▶ Brief: Return the data below in full. Keep each character unchanged.

▶ Provided data:
----

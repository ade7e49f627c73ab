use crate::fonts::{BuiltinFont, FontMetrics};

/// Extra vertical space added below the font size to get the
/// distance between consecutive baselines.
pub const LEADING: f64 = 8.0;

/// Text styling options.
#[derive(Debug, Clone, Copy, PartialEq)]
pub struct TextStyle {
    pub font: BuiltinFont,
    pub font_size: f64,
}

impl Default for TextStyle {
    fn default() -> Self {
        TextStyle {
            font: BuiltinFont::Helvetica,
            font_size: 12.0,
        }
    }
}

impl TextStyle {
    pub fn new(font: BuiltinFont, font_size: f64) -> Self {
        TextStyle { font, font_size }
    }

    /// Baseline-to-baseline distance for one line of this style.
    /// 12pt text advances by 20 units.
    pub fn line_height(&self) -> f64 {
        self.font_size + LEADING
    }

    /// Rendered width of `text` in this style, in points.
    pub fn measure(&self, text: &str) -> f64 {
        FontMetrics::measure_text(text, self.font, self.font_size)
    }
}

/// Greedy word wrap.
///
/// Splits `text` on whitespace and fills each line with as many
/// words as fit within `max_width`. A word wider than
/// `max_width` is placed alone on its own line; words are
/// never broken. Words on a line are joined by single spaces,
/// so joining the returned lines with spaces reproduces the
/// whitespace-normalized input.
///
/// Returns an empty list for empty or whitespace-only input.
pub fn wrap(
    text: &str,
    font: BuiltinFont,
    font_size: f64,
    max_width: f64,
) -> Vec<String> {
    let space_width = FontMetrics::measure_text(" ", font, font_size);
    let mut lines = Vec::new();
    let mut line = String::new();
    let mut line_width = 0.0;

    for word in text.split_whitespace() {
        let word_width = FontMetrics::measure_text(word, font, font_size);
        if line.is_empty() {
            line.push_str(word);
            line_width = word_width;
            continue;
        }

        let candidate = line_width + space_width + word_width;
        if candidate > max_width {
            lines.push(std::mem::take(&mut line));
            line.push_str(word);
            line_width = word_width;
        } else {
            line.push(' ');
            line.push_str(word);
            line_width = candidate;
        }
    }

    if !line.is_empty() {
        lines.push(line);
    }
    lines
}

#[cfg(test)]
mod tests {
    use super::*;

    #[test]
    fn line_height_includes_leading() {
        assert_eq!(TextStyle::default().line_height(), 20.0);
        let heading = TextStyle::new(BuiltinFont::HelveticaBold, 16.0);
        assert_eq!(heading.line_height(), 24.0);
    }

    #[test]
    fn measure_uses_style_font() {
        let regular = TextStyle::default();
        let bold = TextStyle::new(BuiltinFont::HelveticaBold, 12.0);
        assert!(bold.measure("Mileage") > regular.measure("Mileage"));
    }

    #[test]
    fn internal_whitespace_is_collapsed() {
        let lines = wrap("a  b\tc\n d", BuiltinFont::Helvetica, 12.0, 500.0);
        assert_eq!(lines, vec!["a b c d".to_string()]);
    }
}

----

▶ Task output:
repository ade7e49f627c73ab
use crate::fonts::{BuiltinFont, FontMetrics};

/// Extra vertical space added below the font size to get the
/// distance between consecutive baselines.
pub const LEADING: f64 = 8.0;

/// Text styling options.
#[derive(Debug, Clone, Copy, PartialEq)]
pub struct TextStyle {
    pub font: BuiltinFont,
    pub font_size: f64,
}

impl Default for TextStyle {
    fn default() -> Self {
        TextStyle {
            font: BuiltinFont::Helvetica,
            font_size: 12.0,
        }
    }
}

impl TextStyle {
    pub fn new(font: BuiltinFont, font_size: f64) -> Self {
        TextStyle { font, font_size }
    }

    /// Baseline-to-baseline distance for one line of this style.
    /// 12pt text advances by 20 units.
    pub fn line_height(&self) -> f64 {
        self.font_size + LEADING
    }

    /// Rendered width of `text` in this style, in points.
    pub fn measure(&self, text: &str) -> f64 {
        FontMetrics::measure_text(text, self.font, self.font_size)
    }
}

/// Greedy word wrap.
///
/// Splits `text` on whitespace and fills each line with as many
/// words as fit within `max_width`. A word wider than
/// `max_width` is placed alone on its own line; words are
/// never broken. Words on a line are joined by single spaces,
/// so joining the returned lines with spaces reproduces the
/// whitespace-normalized input.
///
/// Returns an empty list for empty or whitespace-only input.
pub fn wrap(
    text: &str,
    font: BuiltinFont,
    font_size: f64,
    max_width: f64,
) -> Vec<String> {
    let space_width = FontMetrics::measure_text(" ", font, font_size);
    let mut lines = Vec::new();
    let mut line = String::new();
    let mut line_width = 0.0;

    for word in text.split_whitespace() {
        let word_width = FontMetrics::measure_text(word, font, font_size);
        if line.is_empty() {
            line.push_str(word);
            line_width = word_width;
            continue;
        }

        let candidate = line_width + space_width + word_width;
        if candidate > max_width {
            lines.push(std::mem::take(&mut line));
            line.push_str(word);
            line_width = word_width;
        } else {
            line.push(' ');
            line.push_str(word);
            line_width = candidate;
        }
    }

    if !line.is_empty() {
        lines.push(line);
    }
    lines
}

#[cfg(test)]
mod tests {
    use super::*;

    #[test]
    fn line_height_includes_leading() {
        assert_eq!(TextStyle::default().line_height(), 20.0);
        let heading = TextStyle::new(BuiltinFont::HelveticaBold, 16.0);
        assert_eq!(heading.line_height(), 24.0);
    }

    #[test]
    fn measure_uses_style_font() {
        let regular = TextStyle::default();
        let bold = TextStyle::new(BuiltinFont::HelveticaBold, 12.0);
        assert!(bold.measure("Mileage") > regular.measure("Mileage"));
    }

    #[test]
    fn internal_whitespace_is_collapsed() {
        let lines = wrap("a  b\tc\n d", BuiltinFont::Helvetica, 12.0, 500.0);
        assert_eq!(lines, vec!["a b c d".to_string()]);
    }
}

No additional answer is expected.